• Directions for this task: Copy every line of the listing that holds the string "while".

*** Block opens ***

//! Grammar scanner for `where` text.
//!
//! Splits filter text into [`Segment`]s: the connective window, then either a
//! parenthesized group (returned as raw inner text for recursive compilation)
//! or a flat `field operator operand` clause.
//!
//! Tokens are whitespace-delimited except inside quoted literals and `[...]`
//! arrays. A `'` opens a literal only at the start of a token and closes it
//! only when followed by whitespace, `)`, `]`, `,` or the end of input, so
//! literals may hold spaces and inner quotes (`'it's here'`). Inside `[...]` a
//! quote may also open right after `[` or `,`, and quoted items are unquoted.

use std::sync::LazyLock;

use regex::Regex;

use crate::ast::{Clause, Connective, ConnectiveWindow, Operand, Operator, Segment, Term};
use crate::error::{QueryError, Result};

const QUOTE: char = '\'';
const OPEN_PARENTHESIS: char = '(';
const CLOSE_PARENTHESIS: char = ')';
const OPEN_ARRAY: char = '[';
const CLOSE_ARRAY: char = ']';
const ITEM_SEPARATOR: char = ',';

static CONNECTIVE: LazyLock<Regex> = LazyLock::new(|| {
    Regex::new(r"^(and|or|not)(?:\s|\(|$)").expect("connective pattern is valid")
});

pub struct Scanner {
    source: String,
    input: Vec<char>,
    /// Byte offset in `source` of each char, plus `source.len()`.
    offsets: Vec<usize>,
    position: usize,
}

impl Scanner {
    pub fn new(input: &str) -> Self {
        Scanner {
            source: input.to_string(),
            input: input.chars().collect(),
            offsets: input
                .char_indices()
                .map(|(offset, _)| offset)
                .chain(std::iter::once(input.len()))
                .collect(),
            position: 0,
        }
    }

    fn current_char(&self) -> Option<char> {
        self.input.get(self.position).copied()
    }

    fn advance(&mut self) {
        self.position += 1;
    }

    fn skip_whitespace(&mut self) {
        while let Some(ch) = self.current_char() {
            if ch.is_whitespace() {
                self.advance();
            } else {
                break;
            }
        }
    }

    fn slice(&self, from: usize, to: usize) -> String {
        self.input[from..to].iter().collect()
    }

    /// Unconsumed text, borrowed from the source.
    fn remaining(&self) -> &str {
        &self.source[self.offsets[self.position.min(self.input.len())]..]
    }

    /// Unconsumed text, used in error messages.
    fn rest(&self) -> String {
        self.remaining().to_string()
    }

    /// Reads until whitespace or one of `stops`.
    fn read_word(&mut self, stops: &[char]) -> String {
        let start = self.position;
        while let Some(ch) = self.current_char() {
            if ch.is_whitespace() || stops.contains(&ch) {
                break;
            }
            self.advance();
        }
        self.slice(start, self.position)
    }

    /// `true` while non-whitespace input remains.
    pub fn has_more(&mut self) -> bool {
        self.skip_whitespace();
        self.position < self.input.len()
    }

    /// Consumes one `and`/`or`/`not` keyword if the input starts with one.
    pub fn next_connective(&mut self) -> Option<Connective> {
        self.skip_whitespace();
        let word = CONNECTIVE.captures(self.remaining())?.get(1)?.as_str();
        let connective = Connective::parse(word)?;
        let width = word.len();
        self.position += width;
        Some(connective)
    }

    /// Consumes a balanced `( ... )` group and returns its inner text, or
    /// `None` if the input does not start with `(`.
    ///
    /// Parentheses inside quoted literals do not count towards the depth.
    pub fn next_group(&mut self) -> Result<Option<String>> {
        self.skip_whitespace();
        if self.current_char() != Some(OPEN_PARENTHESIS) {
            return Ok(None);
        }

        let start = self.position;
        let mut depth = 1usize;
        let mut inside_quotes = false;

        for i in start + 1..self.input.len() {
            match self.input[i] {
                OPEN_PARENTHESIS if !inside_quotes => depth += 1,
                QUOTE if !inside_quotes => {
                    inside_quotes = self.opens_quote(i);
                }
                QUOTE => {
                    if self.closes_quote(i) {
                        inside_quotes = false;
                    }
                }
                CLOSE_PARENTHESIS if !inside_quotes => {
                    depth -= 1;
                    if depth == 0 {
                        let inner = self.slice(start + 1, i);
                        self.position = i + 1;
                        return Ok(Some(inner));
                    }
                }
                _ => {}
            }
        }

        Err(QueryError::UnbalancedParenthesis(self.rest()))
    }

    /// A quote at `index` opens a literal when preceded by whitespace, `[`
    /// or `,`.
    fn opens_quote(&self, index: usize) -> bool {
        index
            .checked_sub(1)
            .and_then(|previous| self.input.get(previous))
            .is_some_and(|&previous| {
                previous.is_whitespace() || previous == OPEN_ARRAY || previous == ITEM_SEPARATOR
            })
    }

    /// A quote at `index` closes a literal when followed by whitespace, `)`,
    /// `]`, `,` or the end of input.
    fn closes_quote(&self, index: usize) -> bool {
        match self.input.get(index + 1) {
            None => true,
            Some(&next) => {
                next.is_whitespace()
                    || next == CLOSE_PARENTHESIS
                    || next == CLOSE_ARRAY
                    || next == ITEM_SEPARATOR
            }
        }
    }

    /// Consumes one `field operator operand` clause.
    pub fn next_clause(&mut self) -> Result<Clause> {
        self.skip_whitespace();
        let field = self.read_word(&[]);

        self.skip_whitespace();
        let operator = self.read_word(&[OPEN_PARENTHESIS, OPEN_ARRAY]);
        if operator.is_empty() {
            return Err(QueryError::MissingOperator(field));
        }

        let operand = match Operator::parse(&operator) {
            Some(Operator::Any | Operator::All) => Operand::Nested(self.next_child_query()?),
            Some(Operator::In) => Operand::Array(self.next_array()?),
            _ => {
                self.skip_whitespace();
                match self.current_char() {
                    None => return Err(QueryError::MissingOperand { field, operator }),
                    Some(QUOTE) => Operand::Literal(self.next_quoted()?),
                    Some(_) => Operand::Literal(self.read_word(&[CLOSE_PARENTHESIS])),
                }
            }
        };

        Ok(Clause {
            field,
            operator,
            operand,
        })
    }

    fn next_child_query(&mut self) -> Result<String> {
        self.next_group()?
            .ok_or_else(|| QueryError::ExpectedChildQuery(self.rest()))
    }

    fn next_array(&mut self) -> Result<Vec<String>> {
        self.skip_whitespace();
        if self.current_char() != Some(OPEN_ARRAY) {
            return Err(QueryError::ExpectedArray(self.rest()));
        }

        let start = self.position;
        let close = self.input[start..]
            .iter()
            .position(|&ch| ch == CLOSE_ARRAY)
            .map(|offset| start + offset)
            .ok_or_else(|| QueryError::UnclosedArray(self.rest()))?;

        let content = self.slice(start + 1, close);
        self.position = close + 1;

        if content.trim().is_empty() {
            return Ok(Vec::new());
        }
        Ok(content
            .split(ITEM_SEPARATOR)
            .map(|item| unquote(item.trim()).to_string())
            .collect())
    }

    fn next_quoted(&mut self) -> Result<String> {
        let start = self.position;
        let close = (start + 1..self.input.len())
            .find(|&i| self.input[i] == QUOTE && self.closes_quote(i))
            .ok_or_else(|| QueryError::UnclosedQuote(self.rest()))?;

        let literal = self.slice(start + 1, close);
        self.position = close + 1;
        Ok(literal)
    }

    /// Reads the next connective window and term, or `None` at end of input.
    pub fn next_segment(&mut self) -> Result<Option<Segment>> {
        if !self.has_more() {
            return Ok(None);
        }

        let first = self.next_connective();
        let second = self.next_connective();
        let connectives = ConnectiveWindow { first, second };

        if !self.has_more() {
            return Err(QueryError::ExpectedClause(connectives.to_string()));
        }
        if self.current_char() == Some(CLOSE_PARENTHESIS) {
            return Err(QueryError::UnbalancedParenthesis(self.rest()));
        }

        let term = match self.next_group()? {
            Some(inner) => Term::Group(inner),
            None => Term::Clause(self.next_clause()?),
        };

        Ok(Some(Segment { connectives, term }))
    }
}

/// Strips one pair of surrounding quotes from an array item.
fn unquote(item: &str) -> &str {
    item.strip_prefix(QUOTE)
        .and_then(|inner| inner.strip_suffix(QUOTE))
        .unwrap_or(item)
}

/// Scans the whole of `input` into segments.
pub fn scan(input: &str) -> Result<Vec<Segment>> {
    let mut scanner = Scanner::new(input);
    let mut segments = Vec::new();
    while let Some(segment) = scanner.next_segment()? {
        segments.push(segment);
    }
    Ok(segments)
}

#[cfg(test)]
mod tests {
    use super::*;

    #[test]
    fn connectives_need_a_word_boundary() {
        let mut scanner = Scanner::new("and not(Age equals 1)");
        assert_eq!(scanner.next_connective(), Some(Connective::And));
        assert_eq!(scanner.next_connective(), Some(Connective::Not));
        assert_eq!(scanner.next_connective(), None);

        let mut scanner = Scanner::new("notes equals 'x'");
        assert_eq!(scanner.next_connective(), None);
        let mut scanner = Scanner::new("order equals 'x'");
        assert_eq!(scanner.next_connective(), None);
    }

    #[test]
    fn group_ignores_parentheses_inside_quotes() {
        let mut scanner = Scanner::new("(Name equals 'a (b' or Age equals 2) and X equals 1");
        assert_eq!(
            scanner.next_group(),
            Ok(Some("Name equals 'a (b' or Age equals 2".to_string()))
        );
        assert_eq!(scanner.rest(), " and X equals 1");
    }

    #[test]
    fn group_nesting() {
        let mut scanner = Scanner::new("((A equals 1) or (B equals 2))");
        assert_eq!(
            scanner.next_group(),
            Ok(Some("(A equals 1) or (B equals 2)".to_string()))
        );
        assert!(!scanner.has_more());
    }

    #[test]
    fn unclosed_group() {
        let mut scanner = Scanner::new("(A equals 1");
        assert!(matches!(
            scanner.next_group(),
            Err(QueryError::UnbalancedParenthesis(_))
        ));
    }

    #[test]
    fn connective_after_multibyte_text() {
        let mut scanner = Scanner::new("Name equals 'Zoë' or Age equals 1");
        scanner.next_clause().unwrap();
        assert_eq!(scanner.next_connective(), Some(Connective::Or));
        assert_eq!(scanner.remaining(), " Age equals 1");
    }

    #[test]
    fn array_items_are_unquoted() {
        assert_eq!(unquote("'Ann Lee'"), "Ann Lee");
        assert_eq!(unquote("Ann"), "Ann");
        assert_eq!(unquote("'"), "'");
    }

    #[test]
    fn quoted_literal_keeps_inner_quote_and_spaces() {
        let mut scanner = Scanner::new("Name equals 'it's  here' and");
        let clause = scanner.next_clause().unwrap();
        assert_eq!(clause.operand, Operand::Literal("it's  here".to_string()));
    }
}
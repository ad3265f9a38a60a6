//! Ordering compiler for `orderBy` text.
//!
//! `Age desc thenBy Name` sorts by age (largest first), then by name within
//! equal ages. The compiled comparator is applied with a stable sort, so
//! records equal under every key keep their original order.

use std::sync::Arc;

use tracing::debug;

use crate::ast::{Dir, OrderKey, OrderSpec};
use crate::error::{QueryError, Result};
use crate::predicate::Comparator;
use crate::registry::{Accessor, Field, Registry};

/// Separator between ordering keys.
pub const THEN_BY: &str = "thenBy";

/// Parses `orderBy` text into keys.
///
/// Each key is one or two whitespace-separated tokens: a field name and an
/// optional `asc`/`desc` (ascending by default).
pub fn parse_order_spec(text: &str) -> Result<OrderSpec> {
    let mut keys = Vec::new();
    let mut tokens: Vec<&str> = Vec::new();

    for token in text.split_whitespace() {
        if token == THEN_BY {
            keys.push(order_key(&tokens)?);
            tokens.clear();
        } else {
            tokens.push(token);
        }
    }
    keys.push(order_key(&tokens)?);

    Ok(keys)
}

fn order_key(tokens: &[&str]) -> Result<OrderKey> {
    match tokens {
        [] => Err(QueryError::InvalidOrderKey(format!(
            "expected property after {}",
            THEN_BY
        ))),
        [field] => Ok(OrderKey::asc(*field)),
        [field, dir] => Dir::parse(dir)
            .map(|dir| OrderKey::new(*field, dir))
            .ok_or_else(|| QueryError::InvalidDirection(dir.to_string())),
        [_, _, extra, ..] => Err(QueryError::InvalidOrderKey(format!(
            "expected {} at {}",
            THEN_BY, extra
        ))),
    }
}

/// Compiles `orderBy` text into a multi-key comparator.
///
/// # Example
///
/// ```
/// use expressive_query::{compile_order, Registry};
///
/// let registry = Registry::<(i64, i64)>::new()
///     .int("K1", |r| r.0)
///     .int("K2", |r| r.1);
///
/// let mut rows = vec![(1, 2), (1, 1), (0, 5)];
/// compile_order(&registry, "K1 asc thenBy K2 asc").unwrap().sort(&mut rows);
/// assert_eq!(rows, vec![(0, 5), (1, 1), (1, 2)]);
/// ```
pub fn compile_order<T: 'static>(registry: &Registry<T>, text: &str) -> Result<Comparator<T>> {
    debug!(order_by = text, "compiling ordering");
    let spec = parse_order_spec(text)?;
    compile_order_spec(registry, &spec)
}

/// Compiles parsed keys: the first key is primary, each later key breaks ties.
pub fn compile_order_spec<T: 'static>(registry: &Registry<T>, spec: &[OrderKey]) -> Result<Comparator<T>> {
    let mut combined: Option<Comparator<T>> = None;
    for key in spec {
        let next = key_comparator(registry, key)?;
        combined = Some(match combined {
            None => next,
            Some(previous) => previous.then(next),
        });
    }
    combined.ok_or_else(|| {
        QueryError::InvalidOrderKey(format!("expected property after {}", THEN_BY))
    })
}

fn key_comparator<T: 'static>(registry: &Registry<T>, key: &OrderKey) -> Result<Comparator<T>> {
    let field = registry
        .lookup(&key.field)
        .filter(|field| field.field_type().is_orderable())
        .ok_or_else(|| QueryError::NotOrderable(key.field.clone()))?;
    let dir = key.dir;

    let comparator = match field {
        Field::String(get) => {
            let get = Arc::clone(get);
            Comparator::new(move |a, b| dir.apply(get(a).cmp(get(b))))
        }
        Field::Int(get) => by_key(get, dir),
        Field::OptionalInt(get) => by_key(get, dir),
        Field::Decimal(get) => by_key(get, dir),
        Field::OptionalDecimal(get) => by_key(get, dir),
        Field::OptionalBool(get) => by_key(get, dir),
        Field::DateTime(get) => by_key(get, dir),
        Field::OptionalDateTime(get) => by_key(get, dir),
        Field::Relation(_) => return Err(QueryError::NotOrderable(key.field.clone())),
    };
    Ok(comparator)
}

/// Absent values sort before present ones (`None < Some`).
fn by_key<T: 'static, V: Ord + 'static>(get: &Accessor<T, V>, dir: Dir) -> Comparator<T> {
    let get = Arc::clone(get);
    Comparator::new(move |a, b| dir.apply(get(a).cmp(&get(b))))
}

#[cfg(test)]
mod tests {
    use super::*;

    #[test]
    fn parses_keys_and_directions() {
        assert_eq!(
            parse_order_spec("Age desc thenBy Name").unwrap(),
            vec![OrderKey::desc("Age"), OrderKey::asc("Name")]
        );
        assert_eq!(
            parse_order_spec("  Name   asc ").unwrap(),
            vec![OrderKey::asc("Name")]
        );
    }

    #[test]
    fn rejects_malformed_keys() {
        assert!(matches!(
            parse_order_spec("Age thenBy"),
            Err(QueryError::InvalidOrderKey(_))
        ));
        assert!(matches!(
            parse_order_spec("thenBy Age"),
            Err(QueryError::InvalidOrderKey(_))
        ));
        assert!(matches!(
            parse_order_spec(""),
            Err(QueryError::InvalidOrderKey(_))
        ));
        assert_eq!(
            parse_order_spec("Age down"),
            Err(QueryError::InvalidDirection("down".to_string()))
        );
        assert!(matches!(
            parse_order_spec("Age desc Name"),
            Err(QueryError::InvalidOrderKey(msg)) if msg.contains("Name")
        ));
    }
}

*** Block closes ***

• Expected output:
        while let Some(ch) = self.current_char() {
        while let Some(ch) = self.current_char() {
    /// `true` while non-whitespace input remains.
    while let Some(segment) = scanner.next_segment()? {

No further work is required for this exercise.